Ali waited as the caller obviously struggled with
some extreme embarrassment.
"Because
it goes 'moo'."
It was Ali's
turn to wring out a silence.
"And,"
continued Esme, as there was otherwise no
response at all from the other end "if we do,
do that nice Handel carillon; dong, ding, ding,
dong, moo; well, it just won't work, will it? D'
you see our problem, Miss Bell?"
The problem
was plain as a pikestaff. The lady was quite off
her chump. The solution, Ali felt, threatened to
be somewhat more obscure. That then, deals with
the 'why', of why Ali Bell happened be at the top
of a bell tower with scuffed shins. Ali retrieved
her little bell hammer from a distressed tweed
pocket, and reached out to tap the nearest bell.
"Dong"
it went, quite sweetly.
"Ding"
pealed the next one.
"Dong,
ding."
"Moo!"
went the fifth bell. Ali hung onto the handrail.

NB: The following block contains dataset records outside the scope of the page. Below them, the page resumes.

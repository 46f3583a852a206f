//! Clock-driven judgment state machine for one play session.
//!
//! The host calls [`JudgmentEngine::tick`] once per update with the current
//! latency-corrected chart time, and [`JudgmentEngine::press`] for every input
//! with the time sampled when that input happened. Each note resolves exactly
//! once, `Pending -> Hit` or `Pending -> Missed`.

use crossbeam_channel::{unbounded, Receiver, Sender};

use super::events::{GameEvent, JudgmentCounts, ResultSummary};
use super::windows::{to_micros, JudgeError, JudgeWindows, Judgment};
use crate::chart::{Chart, Note};
use crate::config::JudgeConfig;

#[derive(Clone, Copy, Debug, PartialEq, Eq)]
pub enum NoteState {
    Pending,
    Hit(Judgment),
    Missed,
}

#[derive(Clone, Debug, Default, PartialEq)]
pub struct SessionState {
    pub score: u64,
    pub combo: u32,
    pub max_combo: u32,
    pub counts: JudgmentCounts,
    pub playing: bool,
}

/// A discrete lane event from the input collaborator.
#[derive(Clone, Debug, PartialEq, Eq)]
pub enum InputEvent {
    Press { lanes: Vec<usize> },
    Release { lanes: Vec<usize> },
}

/// A note visible to renderers after the latest tick.
#[derive(Clone, Copy, Debug, PartialEq)]
pub struct ActiveNote {
    pub index: usize,
    pub note: Note,
    /// Seconds until the note should be hit; negative once it has passed
    pub time_until: f64,
}

pub struct JudgmentEngine {
    chart: Chart,
    note_times: Vec<i64>,
    states: Vec<NoteState>,
    windows: JudgeWindows,
    appear: i64,
    end_grace: i64,
    lane_count: usize,
    lane_enabled: Vec<bool>,
    held: Vec<bool>,
    // first note index that may still be pending
    cursor: usize,
    active: Vec<usize>,
    last_tick: i64,
    ends_at: Option<i64>,
    session: SessionState,
    events: Sender<GameEvent>,
    receiver: Receiver<GameEvent>,
}

impl JudgmentEngine {
    /// Takes ownership of `chart` for the session. An empty chart is accepted;
    /// refusing to play one is up to the caller.
    pub fn new(chart: Chart, config: &JudgeConfig, lane_count: usize) -> Result<Self, JudgeError> {
        let windows = JudgeWindows::new(config.perfect, config.great, config.good)?;
        check_seconds("note_appear_time", config.note_appear_time)?;
        check_seconds("end_grace", config.end_grace)?;
        chart.validate(lane_count)?;

        let note_times = chart.notes.iter().map(|n| to_micros(n.time)).collect();
        let (events, receiver) = unbounded();

        let mut engine = Self {
            states: vec![NoteState::Pending; chart.len()],
            chart,
            note_times,
            windows,
            appear: to_micros(config.note_appear_time),
            end_grace: to_micros(config.end_grace),
            lane_count,
            lane_enabled: vec![true; lane_count],
            held: vec![false; lane_count],
            cursor: 0,
            active: Vec::new(),
            last_tick: i64::MIN,
            ends_at: None,
            session: SessionState::default(),
            events,
            receiver,
        };
        engine.restart();
        Ok(engine)
    }

    /// Reset every note to pending and start a fresh session.
    pub fn restart(&mut self) {
        self.states.iter_mut().for_each(|s| *s = NoteState::Pending);
        self.held.iter_mut().for_each(|h| *h = false);
        self.cursor = 0;
        self.active.clear();
        self.last_tick = i64::MIN;
        self.ends_at = None;
        self.session = SessionState {
            playing: true,
            ..SessionState::default()
        };
        log::debug!("Session started with {} notes", self.chart.len());
    }

    /// Event stream for this session. Clones share one queue.
    pub fn events(&self) -> Receiver<GameEvent> {
        self.receiver.clone()
    }

    pub fn chart(&self) -> &Chart {
        &self.chart
    }

    pub fn state(&self) -> &SessionState {
        &self.session
    }

    pub fn is_playing(&self) -> bool {
        self.session.playing
    }

    pub fn note_state(&self, index: usize) -> Option<NoteState> {
        self.states.get(index).copied()
    }

    pub fn is_lane_held(&self, lane: usize) -> bool {
        self.held.get(lane).copied().unwrap_or(false)
    }

    /// Restrict judgment to `lanes` (reduced-input modes); `None` enables every lane.
    pub fn set_lane_filter(&mut self, lanes: Option<&[usize]>) {
        match lanes {
            None => self.lane_enabled.iter_mut().for_each(|e| *e = true),
            Some(lanes) => {
                for (lane, enabled) in self.lane_enabled.iter_mut().enumerate() {
                    *enabled = lanes.contains(&lane);
                }
            }
        }
    }

    /// Advance to `now`: expire notes past the good window and rebuild the active set.
    pub fn tick(&mut self, now: f64) {
        if !self.session.playing {
            return;
        }
        let now = to_micros(now);
        self.last_tick = now;
        self.active.clear();

        while self.cursor < self.states.len() && self.states[self.cursor] != NoteState::Pending {
            self.cursor += 1;
        }

        for index in self.cursor..self.states.len() {
            if self.states[index] != NoteState::Pending {
                continue;
            }
            let diff = self.note_times[index] - now;
            if diff >= self.appear {
                break;
            }
            if diff < -self.windows.good_micros() {
                self.resolve(index, Judgment::Miss, diff);
                continue;
            }
            self.active.push(index);
        }

        if self.ends_at.is_some_and(|end| now >= end) {
            self.finish();
        }
    }

    /// Notes visible as of the last tick, earliest first.
    pub fn active_notes(&self) -> impl Iterator<Item = ActiveNote> + '_ {
        self.active
            .iter()
            .filter(move |&&index| self.states[index] == NoteState::Pending)
            .map(move |&index| ActiveNote {
                index,
                note: self.chart.notes[index],
                time_until: (self.note_times[index] - self.last_tick) as f64 / 1_000_000.0,
            })
    }

    /// Judge a press on `lanes` at chart time `at`.
    ///
    /// Picks the pending note nearest in time among the eligible lanes (earlier
    /// chart index on ties). Returns `None` without side effects on the chart
    /// when no note is close enough.
    pub fn press(&mut self, lanes: &[usize], at: f64) -> Option<Judgment> {
        if !self.session.playing {
            return None;
        }
        for &lane in lanes {
            if let Some(held) = self.held.get_mut(lane) {
                *held = true;
            }
        }

        let now = to_micros(at);
        let mut nearest: Option<(usize, i64)> = None;
        for index in self.cursor..self.states.len() {
            if self.states[index] != NoteState::Pending {
                continue;
            }
            let diff = self.note_times[index] - now;
            if diff >= self.appear {
                break;
            }
            let lane = self.chart.notes[index].lane;
            if !self.lane_enabled[lane] || !lanes.contains(&lane) {
                continue;
            }
            if nearest.map_or(true, |(_, best)| diff.abs() < best.abs()) {
                nearest = Some((index, diff));
            }
        }

        let (index, diff) = nearest?;
        let judgment = self.windows.classify(diff)?;
        self.resolve(index, judgment, diff);
        Some(judgment)
    }

    pub fn release(&mut self, lanes: &[usize]) {
        for &lane in lanes {
            if let Some(held) = self.held.get_mut(lane) {
                *held = false;
            }
        }
    }

    pub fn handle_input(&mut self, event: &InputEvent, at: f64) -> Option<Judgment> {
        match event {
            InputEvent::Press { lanes } => self.press(lanes, at),
            InputEvent::Release { lanes } => {
                self.release(lanes);
                None
            }
        }
    }

    /// Playback reported completion at `now`; the session ends once ticks pass `now + end_grace`.
    pub fn playback_finished(&mut self, now: f64) {
        let end = to_micros(now) + self.end_grace;
        self.ends_at = Some(self.ends_at.map_or(end, |current| current.min(end)));
        log::debug!("Playback finished, session ends at {:.3}s", end as f64 / 1_000_000.0);
    }

    /// Halt immediately. No further ticks or presses are processed and no result is emitted.
    pub fn stop(&mut self) {
        if self.session.playing {
            self.session.playing = false;
            self.active.clear();
            log::debug!("Session stopped");
        }
    }

    pub fn summary(&self) -> ResultSummary {
        ResultSummary {
            score: self.session.score,
            max_combo: self.session.max_combo,
            counts: self.session.counts,
            total_notes: self.chart.len(),
        }
    }

    pub fn lane_count(&self) -> usize {
        self.lane_count
    }

    fn finish(&mut self) {
        self.session.playing = false;
        self.active.clear();
        let summary = self.summary();
        log::info!(
            "Session ended: score={}, max_combo={}, accuracy={:.1}%",
            summary.score,
            summary.max_combo,
            summary.accuracy() * 100.0
        );
        self.emit(GameEvent::SessionEnded(summary));
    }

    fn resolve(&mut self, index: usize, judgment: Judgment, diff: i64) {
        debug_assert_eq!(self.states[index], NoteState::Pending);
        let session = &mut self.session;

        if judgment.is_hit() {
            self.states[index] = NoteState::Hit(judgment);
            session.combo += 1;
            session.max_combo = session.max_combo.max(session.combo);
            session.score += judgment.base_score() + session.combo as u64 * 10;
        } else {
            self.states[index] = NoteState::Missed;
            session.combo = 0;
        }
        session.counts.record(judgment);

        let (score, combo, max_combo) = (session.score, session.combo, session.max_combo);
        self.emit(GameEvent::JudgmentRaised {
            note: index,
            lane: self.chart.notes[index].lane,
            judgment,
            offset: diff as f64 / 1_000_000.0,
        });
        self.emit(GameEvent::ComboChanged { combo, max_combo });
        if judgment.is_hit() {
            self.emit(GameEvent::ScoreChanged { score });
        }
    }

    fn emit(&self, event: GameEvent) {
        // the engine holds a receiver, so the channel never disconnects
        let _ = self.events.send(event);
    }
}

fn check_seconds(name: &'static str, value: f64) -> Result<(), JudgeError> {
    if value >= 0.0 && value.is_finite() {
        Ok(())
    } else {
        Err(JudgeError::InvalidSetting { name, value })
    }
}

She looked over the parapet into the graveyard.
No cows.
"You see
what I mean, Miss Bell," rose the voice of
Esme from the emptiness far below. "You
really can't have the Sunday morning peal with a
'Moo' in it. We have tried, Miss Bell; but
wherever you a put a 'moo' in a peal of bells,
Miss Bell, seems to sound equally ridiculous."
Ali knew all about 'ridiculous' as the whole
situation fell precipitously in the lap of it.
She tentatively unlimbered her little bell hammer
once more and tapped gingerly.
"Moo".
"We have
had a vet to it, Miss Bell" called up Esme,
distantly. "But he said it was a job for a
specialist, and seemed very eager to leave. So we
contacted your good self, Miss Bell." Miss
Bell was already three-quarters of the way back
down, with scuffed heels to match her scuffed
shins; and seemed in just as much of a hurry to
leave as the vet had been. "Do you have any
recommendations, Miss Bell?" asked Esme
hopefully, as Ali was jogging past to the car.
She pulled open the driver's door and yelled
across the graveyard.
"As the
bloody bell won't speak properly, Esme, I
recommend a bloody speech therapist!" There
was a slamming car door, the sound of a fiercely
revving engine and Miss Bells Robin Reliant
was gone in a cloud of blue smoke.
The vicars excursion into the heady regions
of the building trade had run into difficulties.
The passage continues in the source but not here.